Use embeddings when:

  • You need semantic search (not just keyword matching)
  • You're building a RAG pipeline and need to find relevant context
  • You want to cluster or classify text without predefined rules
  • Your search queries won't match the exact words in the documents

Don't use embeddings when:

  • Exact match is sufficient (use a hash or a database index)
  • Your data is structured and queryable (use SQL)
  • You need explanations for why results matched (embeddings are opaque)
  • Your corpus is under 1,000 documents and keyword search works fine

Model recommendations:

  • Under 1M documents, budget-sensitive: text-embedding-3-small (1536 dims, cheap)
  • Production semantic search: text-embedding-3-large (3072 dims, better quality)
  • On-premise / privacy requirements: sentence-transformers all-MiniLM-L6-v2 (runs locally, 384 dims)

What Your Manager Thinks It Does vs. What It Actually Does

What your manager thinks: "Embeddings are AI that understands our data."

What it actually does: Converts text to numbers in a way that preserves semantic relationships. It doesn't understand anything. It maps language to geometry. Similar meaning = nearby points. That's it.
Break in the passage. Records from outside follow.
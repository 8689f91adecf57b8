//! Configuration management for tubescrape using the prefer crate.

mod browser;

use std::path::{Path, PathBuf};
use std::time::Duration;

use serde::{Deserialize, Serialize};

pub use browser::{BrowserEngineConfig, BrowserEngineType, Viewport, BROWSER_USER_AGENT};

use crate::models::SearchLimits;

/// Default collection index filename.
pub const DEFAULT_INDEX_FILENAME: &str = "collections.json";
/// Default directory (under the data dir) holding one item file per collection.
pub const DEFAULT_ITEMS_DIRNAME: &str = "items";
/// Default single-file snapshot filename.
pub const DEFAULT_SNAPSHOT_FILENAME: &str = "youtube_data.json";

/// Physical layout of persisted data.
#[derive(Debug, Clone, Copy, Default, PartialEq, Eq, Serialize, Deserialize)]
#[serde(rename_all = "snake_case")]
pub enum StoreLayout {
    /// Collection index plus one item file per collection.
    #[default]
    TwoTier,
    /// Everything in a single JSON document.
    Snapshot,
}

impl StoreLayout {
    /// Parse from string (for CLI/env var).
    pub fn from_str(s: &str) -> Option<Self> {
        match s.to_lowercase().replace(['-', '_'], "").as_str() {
            "twotier" => Some(Self::TwoTier),
            "snapshot" => Some(Self::Snapshot),
            _ => None,
        }
    }
}

impl std::fmt::Display for StoreLayout {
    fn fmt(&self, f: &mut std::fmt::Formatter<'_>) -> std::fmt::Result {
        match self {
            Self::TwoTier => write!(f, "two-tier"),
            Self::Snapshot => write!(f, "snapshot"),
        }
    }
}

impl std::str::FromStr for StoreLayout {
    type Err = String;

    fn from_str(s: &str) -> Result<Self, Self::Err> {
        Self::from_str(s).ok_or_else(|| {
            format!(
                "Invalid store layout '{}'. Valid options: two-tier, snapshot",
                s
            )
        })
    }
}

/// Application settings.
#[derive(Debug, Clone)]
pub struct Settings {
    /// Base data directory.
    pub data_dir: PathBuf,
    /// Collection index filename (two-tier layout).
    pub index_filename: String,
    /// Item file directory name (two-tier layout).
    pub items_dirname: String,
    /// Snapshot filename (snapshot layout).
    pub snapshot_filename: String,
    pub layout: StoreLayout,
    pub max_collections: usize,
    pub max_items_per_collection: usize,
    /// Pause between collection visits in milliseconds.
    pub collection_delay_ms: u64,
    /// Upper bound for a single navigation/render step, in seconds.
    pub step_timeout_secs: u64,
    /// Collections scraped at once, one browser session each.
    pub concurrency: usize,
    pub browser: BrowserEngineConfig,
}

impl Default for Settings {
    fn default() -> Self {
        // Default to ~/Documents/tubescrape/ for user data
        // Falls back gracefully: Documents dir -> Home dir -> Current dir
        let data_dir = dirs::document_dir()
            .or_else(dirs::home_dir)
            .unwrap_or_else(|| PathBuf::from("."))
            .join("tubescrape");

        Self {
            data_dir,
            index_filename: DEFAULT_INDEX_FILENAME.to_string(),
            items_dirname: DEFAULT_ITEMS_DIRNAME.to_string(),
            snapshot_filename: DEFAULT_SNAPSHOT_FILENAME.to_string(),
            layout: StoreLayout::default(),
            max_collections: 15,
            max_items_per_collection: 50,
            collection_delay_ms: 500,
            step_timeout_secs: 30,
            concurrency: 1,
            browser: BrowserEngineConfig::default(),
        }
    }
}

impl Settings {
    /// Create settings with a custom data directory.
    pub fn with_data_dir(data_dir: PathBuf) -> Self {
        Self {
            data_dir,
            ..Default::default()
        }
    }

    pub fn index_path(&self) -> PathBuf {
        self.data_dir.join(&self.index_filename)
    }

    pub fn items_dir(&self) -> PathBuf {
        self.data_dir.join(&self.items_dirname)
    }

    pub fn snapshot_path(&self) -> PathBuf {
        self.data_dir.join(&self.snapshot_filename)
    }

    pub fn collection_delay(&self) -> Duration {
        Duration::from_millis(self.collection_delay_ms)
    }

    pub fn step_timeout(&self) -> Duration {
        Duration::from_secs(self.step_timeout_secs.max(1))
    }

    /// Run limits derived from these settings.
    pub fn search_limits(&self) -> SearchLimits {
        SearchLimits {
            max_collections: self.max_collections,
            max_items_per_collection: self.max_items_per_collection,
            concurrency: self.concurrency.max(1),
            ..Default::default()
        }
    }

    /// Ensure the data directories exist.
    pub fn ensure_directories(&self) -> std::io::Result<()> {
        std::fs::create_dir_all(&self.data_dir).map_err(|e| {
            std::io::Error::new(
                e.kind(),
                format!(
                    "Failed to create data directory '{}': {}",
                    self.data_dir.display(),
                    e
                ),
            )
        })?;
        if self.layout == StoreLayout::TwoTier {
            std::fs::create_dir_all(self.items_dir())?;
        }
        Ok(())
    }
}

/// Configuration file structure.
#[derive(Debug, Clone, Default, Serialize, Deserialize)]
pub struct Config {
    /// Data directory path.
    #[serde(default, skip_serializing_if = "Option::is_none")]
    pub data_dir: Option<String>,
    #[serde(default, skip_serializing_if = "Option::is_none")]
    pub index_filename: Option<String>,
    #[serde(default, skip_serializing_if = "Option::is_none")]
    pub items_dirname: Option<String>,
    #[serde(default, skip_serializing_if = "Option::is_none")]
    pub snapshot_filename: Option<String>,
    #[serde(default, skip_serializing_if = "Option::is_none")]
    pub layout: Option<StoreLayout>,
    #[serde(default, skip_serializing_if = "Option::is_none")]
    pub max_collections: Option<usize>,
    #[serde(default, skip_serializing_if = "Option::is_none")]
    pub max_items_per_collection: Option<usize>,
    /// Pause between collection visits in milliseconds.
    #[serde(default, skip_serializing_if = "Option::is_none")]
    pub collection_delay_ms: Option<u64>,
    #[serde(default, skip_serializing_if = "Option::is_none")]
    pub step_timeout_secs: Option<u64>,
    #[serde(default, skip_serializing_if = "Option::is_none")]
    pub concurrency: Option<usize>,
    /// Browser engine settings.
    #[serde(default)]
    pub browser: BrowserEngineConfig,
    /// Path to the config file this was loaded from (not serialized).
    #[serde(skip)]
    pub source_path: Option<PathBuf>,
}

impl Config {
    /// Load configuration using prefer crate for discovery.
    /// Automatically discovers tubescrape config files in standard locations.
    pub async fn load() -> Self {
        match prefer::load("tubescrape").await {
            Ok(pref_config) => {
                if let Some(path) = pref_config.source_path() {
                    match Self::load_from_path(path).await {
                        Ok(config) => config,
                        Err(e) => {
                            tracing::warn!("Ignoring config file {}: {}", path.display(), e);
                            Self::default_with_env()
                        }
                    }
                } else {
                    Self::default_with_env()
                }
            }
            // No config file found, use defaults with env overrides
            Err(_) => Self::default_with_env(),
        }
    }

    /// Create a default config with environment variable overrides applied.
    pub fn default_with_env() -> Self {
        Self {
            browser: BrowserEngineConfig::default().with_env_overrides(),
            ..Default::default()
        }
    }

    /// Load configuration from a specific file path.
    /// Supports JSON, TOML and YAML based on file extension.
    pub async fn load_from_path(path: &Path) -> Result<Self, String> {
        let contents = tokio::fs::read_to_string(path)
            .await
            .map_err(|e| format!("Failed to read config file: {}", e))?;

        let ext = path.extension().and_then(|e| e.to_str()).unwrap_or("json");
        let mut config = Self::parse(&contents, ext)?;

        config.source_path = Some(path.to_path_buf());
        config.browser = config.browser.with_env_overrides();
        Ok(config)
    }

    /// Parse configuration text in the format named by `ext`.
    pub fn parse(contents: &str, ext: &str) -> Result<Self, String> {
        match ext {
            "toml" => toml::from_str(contents)
                .map_err(|e| format!("Failed to parse TOML config: {}", e)),
            "yaml" | "yml" => serde_yaml::from_str(contents)
                .map_err(|e| format!("Failed to parse YAML config: {}", e)),
            _ => serde_json::from_str(contents)
                .map_err(|e| format!("Failed to parse JSON config: {}", e)),
        }
    }

    /// Get the base directory for resolving relative paths.
    /// Returns the config file's parent directory if available, otherwise None.
    pub fn base_dir(&self) -> Option<PathBuf> {
        self.source_path
            .as_ref()
            .and_then(|p| p.parent().map(|p| p.to_path_buf()))
    }

    /// Resolve a path that may be relative to the config file.
    /// - Absolute paths are returned as-is
    /// - Paths starting with ~ are expanded
    /// - Relative paths are resolved relative to `base_dir`
    pub fn resolve_path(&self, path_str: &str, base_dir: &Path) -> PathBuf {
        let expanded = shellexpand::tilde(path_str);
        let path = Path::new(expanded.as_ref());

        if path.is_absolute() {
            path.to_path_buf()
        } else {
            base_dir.join(path)
        }
    }

    /// Apply configuration to settings.
    /// `base_dir` is used to resolve relative paths (typically config file dir or CWD).
    pub fn apply_to_settings(&self, settings: &mut Settings, base_dir: &Path) {
        if let Some(ref data_dir) = self.data_dir {
            settings.data_dir = self.resolve_path(data_dir, base_dir);
        }
        if let Some(ref name) = self.index_filename {
            settings.index_filename = name.clone();
        }
        if let Some(ref name) = self.items_dirname {
            settings.items_dirname = name.clone();
        }
        if let Some(ref name) = self.snapshot_filename {
            settings.snapshot_filename = name.clone();
        }
        if let Some(layout) = self.layout {
            settings.layout = layout;
        }
        if let Some(max) = self.max_collections {
            settings.max_collections = max;
        }
        if let Some(max) = self.max_items_per_collection {
            settings.max_items_per_collection = max;
        }
        if let Some(delay) = self.collection_delay_ms {
            settings.collection_delay_ms = delay;
        }
        if let Some(timeout) = self.step_timeout_secs {
            settings.step_timeout_secs = timeout;
        }
        if let Some(concurrency) = self.concurrency {
            settings.concurrency = concurrency.max(1);
        }
        settings.browser = self.browser.clone();
    }
}

/// Load settings from the discovered config file (if any).
///
/// `data_override` (the `--data` flag) takes precedence over the file.
pub async fn load_settings(data_override: Option<PathBuf>) -> (Settings, Config) {
    let config = Config::load().await;
    let mut settings = Settings::default();

    let base_dir = config
        .base_dir()
        .unwrap_or_else(|| std::env::current_dir().unwrap_or_else(|_| PathBuf::from(".")));
    config.apply_to_settings(&mut settings, &base_dir);

    if let Some(data_dir) = data_override {
        settings.data_dir = data_dir;
    }

    (settings, config)
}

#[cfg(test)]
mod tests {
    use super::*;

    #[test]
    fn test_settings_defaults() {
        let settings = Settings::with_data_dir(PathBuf::from("/tmp/ts"));
        assert_eq!(settings.index_path(), PathBuf::from("/tmp/ts/collections.json"));
        assert_eq!(settings.items_dir(), PathBuf::from("/tmp/ts/items"));
        assert_eq!(settings.snapshot_path(), PathBuf::from("/tmp/ts/youtube_data.json"));
        assert_eq!(settings.layout, StoreLayout::TwoTier);
        assert_eq!(settings.max_collections, 15);
        assert_eq!(settings.max_items_per_collection, 50);
        assert_eq!(settings.collection_delay(), Duration::from_millis(500));
        assert_eq!(settings.search_limits().concurrency, 1);
    }

    #[test]
    fn test_parse_toml() {
        let toml = r#"
            data_dir = "scrapes"
            layout = "snapshot"
            max_collections = 5

            [browser]
            headless = false
            max_scroll_iterations = 4
        "#;
        let config = Config::parse(toml, "toml").unwrap();
        assert_eq!(config.layout, Some(StoreLayout::Snapshot));
        assert_eq!(config.max_collections, Some(5));
        assert!(!config.browser.headless);
        assert_eq!(config.browser.max_scroll_iterations, 4);
        // Unset browser fields keep their defaults.
        assert_eq!(config.browser.timeout, 30);
    }

    #[test]
    fn test_parse_yaml_and_json() {
        let yaml = "max_items_per_collection: 10\nconcurrency: 3\n";
        let config = Config::parse(yaml, "yml").unwrap();
        assert_eq!(config.max_items_per_collection, Some(10));
        assert_eq!(config.concurrency, Some(3));

        let json = r#"{"collection_delay_ms": 0, "browser": {"engine": "standard"}}"#;
        let config = Config::parse(json, "json").unwrap();
        assert_eq!(config.collection_delay_ms, Some(0));
        assert_eq!(config.browser.engine, BrowserEngineType::Standard);

        assert!(Config::parse("{not json", "json").is_err());
    }

    #[test]
    fn test_apply_to_settings_resolves_relative_paths() {
        let config = Config {
            data_dir: Some("scrapes".into()),
            concurrency: Some(0),
            max_collections: Some(3),
            ..Default::default()
        };
        let mut settings = Settings::default();
        config.apply_to_settings(&mut settings, Path::new("/etc/tubescrape"));
        assert_eq!(settings.data_dir, PathBuf::from("/etc/tubescrape/scrapes"));
        assert_eq!(settings.concurrency, 1);
        assert_eq!(settings.max_collections, 3);

        let absolute = Config {
            data_dir: Some("/var/lib/ts".into()),
            ..Default::default()
        };
        absolute.apply_to_settings(&mut settings, Path::new("/etc/tubescrape"));
        assert_eq!(settings.data_dir, PathBuf::from("/var/lib/ts"));
    }

    #[tokio::test]
    async fn test_load_from_path_records_source() {
        let dir = tempfile::tempdir().unwrap();
        let path = dir.path().join("tubescrape.toml");
        std::fs::write(&path, "max_collections = 2\n").unwrap();

        let config = Config::load_from_path(&path).await.unwrap();
        assert_eq!(config.max_collections, Some(2));
        assert_eq!(config.base_dir(), Some(dir.path().to_path_buf()));
    }

    #[test]
    fn test_store_layout_from_str() {
        assert_eq!(StoreLayout::from_str("two-tier"), Some(StoreLayout::TwoTier));
        assert_eq!(StoreLayout::from_str("two_tier"), Some(StoreLayout::TwoTier));
        assert_eq!(StoreLayout::from_str("Snapshot"), Some(StoreLayout::Snapshot));
        assert!("sqlite".parse::<StoreLayout>().is_err());
    }
}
The useful reframe for your next meeting: "Embeddings let us do fuzzy matching on meaning instead of exact matching on keywords. Same concept as a search index, but it catches paraphrases and related concepts."

Ship This Weekend

Build a semantic search engine over your team's documentation in under 4 hours.

  1. Export your docs to plain text (Confluence API, Notion export, or just copy-paste the top 50 pages)
  2. Chunk each doc into ~500-token paragraphs
  3. Embed each chunk with text-embedding-3-small
  4. Store vectors in a local ChromaDB instance (pip install chromadb, zero config)
  5. Build a CLI that takes a question, embeds it, and returns the top 5 matching chunks

Total cost: under $0.10 in API calls for 50 docs. Zero infrastructure.

import chromadb

client = chromadb.Client()
collection = client.create_collection("team-docs")

# Add your chunks
collection.add(
    documents=["chunk text here", "another chunk"],
    ids=["doc1-chunk1", "doc1-chunk2"]
)

# Query
results = collection.query(
    query_texts=["How do we deploy to staging?"],
    n_results=5
)

When you demo this on Monday, your team will get it immediately. "Oh, it's like search but it actually finds what I meant." That's the moment embeddings click.